Every breach postmortem I've read in the last two years where Kubernetes was involved has the same root cause buried three paragraphs down: nobody in enterprise IT owned the cluster. A product team stood it up. A DevOps engineer wired it in. Security was a Jira ticket. Then someone left, the CNI version drifted, RBAC rotted, and a misconfigured service account held the keys to the namespace next door.

Kubernetes is not a developer platform. It's a distributed operating system with its own network, identity plane, secrets store, and scheduler. Treating it as "the thing the app team runs" is the same mistake enterprises made letting product teams manage their own AD forests in 2005. It ends the same way.

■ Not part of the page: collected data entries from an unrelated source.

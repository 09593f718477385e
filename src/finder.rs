//! # Tide Pool Finder
//!
//! Runs the scrape-parse-compare pipeline over every configured location,
//! one after another:
//!
//! 1. **Fetch** the tide page and the sun page
//! 2. **Extract** today's low tides and the sunrise/sunset times
//! 3. **Normalize** all times onto the reference day
//! 4. **Evaluate** which low tides fall in daylight and print the verdict
//!
//! A failure at any step skips only that location; it is logged and the run
//! moves on. Each location is scanned by a self-contained
//! [`TidePoolFinder::scan_location`] call with no state shared between
//! locations.

use crate::clock::{self, ClockError};
use crate::config::Config;
use crate::evaluate::{evaluate, Evaluation};
use crate::fetch::{FetchError, Fetcher};
use crate::markup::ExtractError;
use crate::{sun_data, tide_data, Location};
use chrono::NaiveDate;
use std::io::{self, Write};
use thiserror::Error;
use tracing::{debug, info, warn};

/// Reasons a location is skipped.
#[derive(Error, Debug)]
pub enum FinderError {
    #[error("failed to retrieve tide or sun data ({0})")]
    Fetch(#[from] FetchError),

    #[error("unexpected page structure ({0})")]
    Extract(#[from] ExtractError),

    #[error("unreadable time ({0})")]
    Clock(#[from] ClockError),
}

/// Counts from one pass over the location list.
#[derive(Debug, Clone, Copy, Default, PartialEq, Eq)]
pub struct RunSummary {
    /// Locations that produced a verdict
    pub evaluated: usize,
    /// Locations skipped on a fetch, markup or time error
    pub skipped: usize,
}

pub struct TidePoolFinder {
    fetcher: Fetcher,
    locations: Vec<Location>,
}

impl TidePoolFinder {
    pub fn new(config: Config) -> Result<Self, FetchError> {
        Ok(Self {
            fetcher: Fetcher::new(config.fetch)?,
            locations: config.locations,
        })
    }

    pub fn locations(&self) -> &[Location] {
        &self.locations
    }

    /// Scan every location in order, writing each verdict to `out`.
    ///
    /// Per-location errors are logged and counted, never returned. Only a
    /// failed write to `out` ends the run early.
    pub async fn run<W: Write>(&self, day: NaiveDate, out: &mut W) -> io::Result<RunSummary> {
        let mut summary = RunSummary::default();

        for location in &self.locations {
            match self.scan_location(location, day).await {
                Ok(evaluation) => {
                    writeln!(out, "{evaluation}")?;
                    summary.evaluated += 1;
                }
                Err(error) => {
                    warn!("For location {}: {}. Cannot calculate.", location.city, error);
                    summary.skipped += 1;
                }
            }
        }

        info!(
            evaluated = summary.evaluated,
            skipped = summary.skipped,
            "Finished checking tide pools"
        );
        Ok(summary)
    }

    /// Fetch, extract, normalize and evaluate a single location.
    pub async fn scan_location(
        &self,
        location: &Location,
        day: NaiveDate,
    ) -> Result<Evaluation, FinderError> {
        debug!(city = %location.city, "Checking location");

        // Both pages are requested before either result is inspected
        let tide_page = self.fetcher.fetch(&location.tide_url).await;
        let sun_page = self.fetcher.fetch(&location.sun_url).await;
        let (tide_page, sun_page) = (tide_page?, sun_page?);

        let low_tides = tide_data::parse_low_tides(&tide_page)?;
        let sun = sun_data::parse_sun_window(&sun_page)?;
        let (tides, window) = clock::normalize(day, &low_tides, &sun)?;

        Ok(evaluate(&location.city, &tides, &window))
    }
}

Cluster ownership: pick a model and write it down

There are three reasonable cluster ownership models. Pick one and commit:

  • Central platform team owns everything. Product teams get namespaces. Best for orgs under 50 services. Scales badly past that.
  • Platform team owns the substrate; product teams own namespaces and workloads. Platform provides a paved road — Helm charts, base images, policy bundles. This is where most enterprises belong.
  • Federated: product teams run their own clusters on a shared control plane (EKS, AKS, GKE). Only works if you have real platform engineering maturity and a hard inventory story.

The wrong answer is "it depends on the team" — that's how you end up with 14 clusters, three CNIs, and no one who can answer which one runs payroll.

Networking and identity: the parts IT actually owns

CNI choice is infrastructure. It is not a product team decision. Cilium, Calico, AWS VPC CNI, Azure CNI — each has different implications for network policy enforcement, eBPF observability, and egress cost. Pick based on how you answer who enforces east-west traffic policy, not on a blog post.

Service account sprawl is the modern equivalent of local admin accounts. Defaults are generous. A service account with cluster-admin bound to default in one namespace is a breach waiting for a compromised pod. Enterprise IT should be auditing:

  • Workload identity federation (IRSA on AWS, Workload Identity on GCP, Azure AD workload identity) — so pods don't hold long-lived credentials.
  • Secret stores external to the cluster — HashiCorp Vault, AWS Secrets Manager via the Secrets Store CSI driver. Not kubectl create secret.
  • Bound service account tokens with TTLs. The old "token lives forever in a secret" model is deprecated for a reason.

Policy and multi-tenancy: the parts everyone skips

If your cluster has more than one team on it, you need a policy engine. OPA Gatekeeper or Kyverno — doesn't matter which, pick one. Without admission control you have no way to prevent:

A team deploying privileged containers, mounting host paths, or running as root — because the platform lets them, and they're on a deadline.

Multi-tenancy in Kubernetes is harder than the marketing suggests. Namespaces are not a security boundary by themselves. Network policies default-deny, pod security standards enforced at restricted, ResourceQuotas, LimitRanges, and — for anything with real blast-radius concerns — virtual clusters (vcluster) or separate clusters entirely.

Observability: the bill you didn't budget for

The day you turn on full Prometheus scraping, Loki for logs, and Tempo for traces across a 200-node cluster, your observability bill doubles. I've watched this happen. The answer is not "turn it off" — it's cardinality discipline at the ingestion layer, tiered retention, and being honest that not every namespace needs 30 days of traces.

Enterprise IT needs to own the observability plane for clusters the same way it owns SIEM for endpoints. If product teams are each running their own Grafana, you have no operational view.

The takeaway: Kubernetes is infrastructure. Put it under the same ownership model as your hypervisors, your network fabric, and your identity plane. If you can't name the person on-call for the cluster running your most critical workload, you don't have a platform — you have a liability.